Collected data:
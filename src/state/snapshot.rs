//! Immutable, structurally shared snapshots of the state tree.

use crate::types::ItemKey;
use serde::ser::SerializeMap;
use serde::{Serialize, Serializer};
use serde_json::Value;
use std::collections::HashMap;
use std::fmt;
use std::sync::Arc;

/// One committed state of the tree: slice name → slice value.
///
/// Each slice is individually reference-counted, so snapshots produced by
/// successive commits share every untouched slice. Change detection downstream
/// (dependency bitmasks, derived-state memoization) is pointer identity on
/// these `Arc`s.
///
/// JSON `null` is the uninitialized sentinel: a slice is "ready" only when it
/// is present with a non-null value. Absence and `null` are equivalent for
/// read purposes.
#[derive(Clone, Default)]
pub struct Snapshot {
    slices: Arc<HashMap<String, Arc<Value>>>,
}

impl Snapshot {
    /// Build a snapshot from initial slice values.
    pub fn from_values<I>(values: I) -> Self
    where
        I: IntoIterator<Item = (String, Value)>,
    {
        let slices = values
            .into_iter()
            .map(|(name, value)| (name, Arc::new(value)))
            .collect();
        Self {
            slices: Arc::new(slices),
        }
    }

    pub(crate) fn from_slices(slices: HashMap<String, Arc<Value>>) -> Self {
        Self {
            slices: Arc::new(slices),
        }
    }

    /// The raw slice value, including the `null` sentinel.
    pub fn slice(&self, name: &str) -> Option<&Arc<Value>> {
        self.slices.get(name)
    }

    /// Whether a slice is present with a non-null value.
    pub fn is_ready(&self, name: &str) -> bool {
        matches!(self.slices.get(name), Some(v) if !v.is_null())
    }

    /// The ready value for a slice or one of its items, if any.
    ///
    /// With an item key, a ready object slice is indexed by the key's string
    /// form and a ready array slice by integer index; a missing or null item
    /// is not ready even when its slice is.
    pub fn ready_value(&self, name: &str, item: Option<&ItemKey>) -> Option<Arc<Value>> {
        let slice = self.slices.get(name)?;
        if slice.is_null() {
            return None;
        }
        match item {
            None => Some(Arc::clone(slice)),
            Some(key) => {
                let value = lookup_item(slice, key)?;
                if value.is_null() {
                    None
                } else {
                    Some(Arc::new(value.clone()))
                }
            }
        }
    }

    /// Iterate over all slices, ready or not.
    pub fn iter(&self) -> impl Iterator<Item = (&String, &Arc<Value>)> {
        self.slices.iter()
    }

    pub fn len(&self) -> usize {
        self.slices.len()
    }

    pub fn is_empty(&self) -> bool {
        self.slices.is_empty()
    }

    /// A new snapshot with one slice replaced. Untouched slices keep their
    /// identity.
    pub fn with_slice(&self, name: &str, value: Value) -> Snapshot {
        let mut slices: HashMap<String, Arc<Value>> = (*self.slices).clone();
        slices.insert(name.to_string(), Arc::new(value));
        Snapshot::from_slices(slices)
    }

    /// Materialize the whole tree as one JSON object.
    pub fn to_value(&self) -> Value {
        let map = self
            .slices
            .iter()
            .map(|(name, value)| (name.clone(), (**value).clone()))
            .collect();
        Value::Object(map)
    }
}

/// Index into a slice value by item key: object slices by string key, array
/// slices by integer index.
pub(crate) fn lookup_item<'a>(slice: &'a Value, key: &ItemKey) -> Option<&'a Value> {
    match slice {
        Value::Object(map) => map.get(&key.as_map_key()),
        Value::Array(items) => key.as_index().and_then(|i| items.get(i)),
        _ => None,
    }
}

impl fmt::Debug for Snapshot {
    fn fmt(&self, f: &mut fmt::Formatter<'_>) -> fmt::Result {
        let mut names: Vec<&str> = self.slices.keys().map(String::as_str).collect();
        names.sort_unstable();
        f.debug_struct("Snapshot").field("slices", &names).finish()
    }
}

impl Serialize for Snapshot {
    fn serialize<S: Serializer>(&self, serializer: S) -> std::result::Result<S::Ok, S::Error> {
        let mut map = serializer.serialize_map(Some(self.slices.len()))?;
        for (name, value) in self.slices.iter() {
            map.serialize_entry(name, value.as_ref())?;
        }
        map.end()
    }
}
//! Subscription types for live snapshot-change notifications.

use crate::state::Snapshot;
use serde::Serialize;

/// Configuration for a subscription.
#[derive(Clone, Debug)]
pub struct SubscriptionConfig {
    /// Max buffered events before the subscriber is dropped.
    /// Default: 256
    pub buffer_size: usize,

    /// Slice names this subscriber depends on (`None` = everything).
    /// The observed bitmask is recomputed at broadcast time, so derived-slice
    /// masks refined by evaluation take effect without resubscribing.
    pub slices: Option<Vec<String>>,
}

impl Default for SubscriptionConfig {
    fn default() -> Self {
        Self {
            buffer_size: 256,
            slices: None,
        }
    }
}

impl SubscriptionConfig {
    /// Subscribe to every change.
    pub fn all() -> Self {
        Self::default()
    }

    /// Subscribe to changes of specific slices.
    pub fn slices<S: Into<String>, I: IntoIterator<Item = S>>(names: I) -> Self {
        Self {
            slices: Some(names.into_iter().map(Into::into).collect()),
            ..Default::default()
        }
    }
}

/// Events delivered to subscribers.
#[derive(Clone, Debug, Serialize)]
#[serde(tag = "type", rename_all = "snake_case")]
pub enum StoreEvent {
    /// A new snapshot was committed and intersects the subscriber's observed
    /// mask.
    Changed {
        prev: Snapshot,
        next: Snapshot,
        changed_mask: u64,
    },

    /// The subscription ended.
    Dropped { reason: DropReason },
}

/// Why a subscription was dropped.
#[derive(Clone, Debug, PartialEq, Eq, Serialize)]
#[serde(rename_all = "snake_case")]
pub enum DropReason {
    /// Send buffer overflowed (slow consumer).
    BufferOverflow,
    /// Explicitly unsubscribed.
    Unsubscribed,
}

/// Unique identifier for a subscription.
#[derive(Clone, Copy, Debug, PartialEq, Eq, Hash)]
pub struct SubscriptionId(pub u64);

/// Handle for receiving a subscription's events.
pub struct SubscriptionHandle {
    pub id: SubscriptionId,
    /// Channel to receive events.
    pub receiver: crossbeam_channel::Receiver<StoreEvent>,
}

impl SubscriptionHandle {
    /// Receive the next event (blocking).
    pub fn recv(&self) -> Result<StoreEvent, crossbeam_channel::RecvError> {
        self.receiver.recv()
    }

    /// Try to receive an event (non-blocking).
    pub fn try_recv(&self) -> Result<StoreEvent, crossbeam_channel::TryRecvError> {
        self.receiver.try_recv()
    }

    /// Receive with timeout.
    pub fn recv_timeout(
        &self,
        timeout: std::time::Duration,
    ) -> Result<StoreEvent, crossbeam_channel::RecvTimeoutError> {
        self.receiver.recv_timeout(timeout)
    }
}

What this task involves: The data above needs retyping. Reproduce each line exactly.

Output for this task:
filename src/state/snapshot.rs
//! Immutable, structurally shared snapshots of the state tree.

use crate::types::ItemKey;
use serde::ser::SerializeMap;
use serde::{Serialize, Serializer};
use serde_json::Value;
use std::collections::HashMap;
use std::fmt;
use std::sync::Arc;

/// One committed state of the tree: slice name → slice value.
///
/// Each slice is individually reference-counted, so snapshots produced by
/// successive commits share every untouched slice. Change detection downstream
/// (dependency bitmasks, derived-state memoization) is pointer identity on
/// these `Arc`s.
///
/// JSON `null` is the uninitialized sentinel: a slice is "ready" only when it
/// is present with a non-null value. Absence and `null` are equivalent for
/// read purposes.
#[derive(Clone, Default)]
pub struct Snapshot {
    slices: Arc<HashMap<String, Arc<Value>>>,
}

impl Snapshot {
    /// Build a snapshot from initial slice values.
    pub fn from_values<I>(values: I) -> Self
    where
        I: IntoIterator<Item = (String, Value)>,
    {
        let slices = values
            .into_iter()
            .map(|(name, value)| (name, Arc::new(value)))
            .collect();
        Self {
            slices: Arc::new(slices),
        }
    }

    pub(crate) fn from_slices(slices: HashMap<String, Arc<Value>>) -> Self {
        Self {
            slices: Arc::new(slices),
        }
    }

    /// The raw slice value, including the `null` sentinel.
    pub fn slice(&self, name: &str) -> Option<&Arc<Value>> {
        self.slices.get(name)
    }

    /// Whether a slice is present with a non-null value.
    pub fn is_ready(&self, name: &str) -> bool {
        matches!(self.slices.get(name), Some(v) if !v.is_null())
    }

    /// The ready value for a slice or one of its items, if any.
    ///
    /// With an item key, a ready object slice is indexed by the key's string
    /// form and a ready array slice by integer index; a missing or null item
    /// is not ready even when its slice is.
    pub fn ready_value(&self, name: &str, item: Option<&ItemKey>) -> Option<Arc<Value>> {
        let slice = self.slices.get(name)?;
        if slice.is_null() {
            return None;
        }
        match item {
            None => Some(Arc::clone(slice)),
            Some(key) => {
                let value = lookup_item(slice, key)?;
                if value.is_null() {
                    None
                } else {
                    Some(Arc::new(value.clone()))
                }
            }
        }
    }

    /// Iterate over all slices, ready or not.
    pub fn iter(&self) -> impl Iterator<Item = (&String, &Arc<Value>)> {
        self.slices.iter()
    }

    pub fn len(&self) -> usize {
        self.slices.len()
    }

    pub fn is_empty(&self) -> bool {
        self.slices.is_empty()
    }

    /// A new snapshot with one slice replaced. Untouched slices keep their
    /// identity.
    pub fn with_slice(&self, name: &str, value: Value) -> Snapshot {
        let mut slices: HashMap<String, Arc<Value>> = (*self.slices).clone();
        slices.insert(name.to_string(), Arc::new(value));
        Snapshot::from_slices(slices)
    }

    /// Materialize the whole tree as one JSON object.
    pub fn to_value(&self) -> Value {
        let map = self
            .slices
            .iter()
            .map(|(name, value)| (name.clone(), (**value).clone()))
            .collect();
        Value::Object(map)
    }
}

/// Index into a slice value by item key: object slices by string key, array
/// slices by integer index.
pub(crate) fn lookup_item<'a>(slice: &'a Value, key: &ItemKey) -> Option<&'a Value> {
    match slice {
        Value::Object(map) => map.get(&key.as_map_key()),
        Value::Array(items) => key.as_index().and_then(|i| items.get(i)),
        _ => None,
    }
}

impl fmt::Debug for Snapshot {
    fn fmt(&self, f: &mut fmt::Formatter<'_>) -> fmt::Result {
        let mut names: Vec<&str> = self.slices.keys().map(String::as_str).collect();
        names.sort_unstable();
        f.debug_struct("Snapshot").field("slices", &names).finish()
    }
}

impl Serialize for Snapshot {
    fn serialize<S: Serializer>(&self, serializer: S) -> std::result::Result<S::Ok, S::Error> {
        let mut map = serializer.serialize_map(Some(self.slices.len()))?;
        for (name, value) in self.slices.iter() {
            map.serialize_entry(name, value.as_ref())?;
        }
        map.end()
    }
}
//! Subscription types for live snapshot-change notifications.

use crate::state::Snapshot;
use serde::Serialize;

/// Configuration for a subscription.
#[derive(Clone, Debug)]
pub struct SubscriptionConfig {
    /// Max buffered events before the subscriber is dropped.
    /// Default: 256
    pub buffer_size: usize,

    /// Slice names this subscriber depends on (`None` = everything).
    /// The observed bitmask is recomputed at broadcast time, so derived-slice
    /// masks refined by evaluation take effect without resubscribing.
    pub slices: Option<Vec<String>>,
}

impl Default for SubscriptionConfig {
    fn default() -> Self {
        Self {
            buffer_size: 256,
            slices: None,
        }
    }
}

impl SubscriptionConfig {
    /// Subscribe to every change.
    pub fn all() -> Self {
        Self::default()
    }

    /// Subscribe to changes of specific slices.
    pub fn slices<S: Into<String>, I: IntoIterator<Item = S>>(names: I) -> Self {
        Self {
            slices: Some(names.into_iter().map(Into::into).collect()),
            ..Default::default()
        }
    }
}

/// Events delivered to subscribers.
#[derive(Clone, Debug, Serialize)]
#[serde(tag = "type", rename_all = "snake_case")]
pub enum StoreEvent {
    /// A new snapshot was committed and intersects the subscriber's observed
    /// mask.
    Changed {
        prev: Snapshot,
        next: Snapshot,
        changed_mask: u64,
    },

    /// The subscription ended.
    Dropped { reason: DropReason },
}

/// Why a subscription was dropped.
#[derive(Clone, Debug, PartialEq, Eq, Serialize)]
#[serde(rename_all = "snake_case")]
pub enum DropReason {
    /// Send buffer overflowed (slow consumer).
    BufferOverflow,
    /// Explicitly unsubscribed.
    Unsubscribed,
}

/// Unique identifier for a subscription.
#[derive(Clone, Copy, Debug, PartialEq, Eq, Hash)]
pub struct SubscriptionId(pub u64);

/// Handle for receiving a subscription's events.
pub struct SubscriptionHandle {
    pub id: SubscriptionId,
    /// Channel to receive events.
    pub receiver: crossbeam_channel::Receiver<StoreEvent>,
}

impl SubscriptionHandle {
    /// Receive the next event (blocking).
    pub fn recv(&self) -> Result<StoreEvent, crossbeam_channel::RecvError> {
        self.receiver.recv()
    }

    /// Try to receive an event (non-blocking).
    pub fn try_recv(&self) -> Result<StoreEvent, crossbeam_channel::TryRecvError> {
        self.receiver.try_recv()
    }

    /// Receive with timeout.
    pub fn recv_timeout(
        &self,
        timeout: std::time::Duration,
    ) -> Result<StoreEvent, crossbeam_channel::RecvTimeoutError> {
        self.receiver.recv_timeout(timeout)
    }
}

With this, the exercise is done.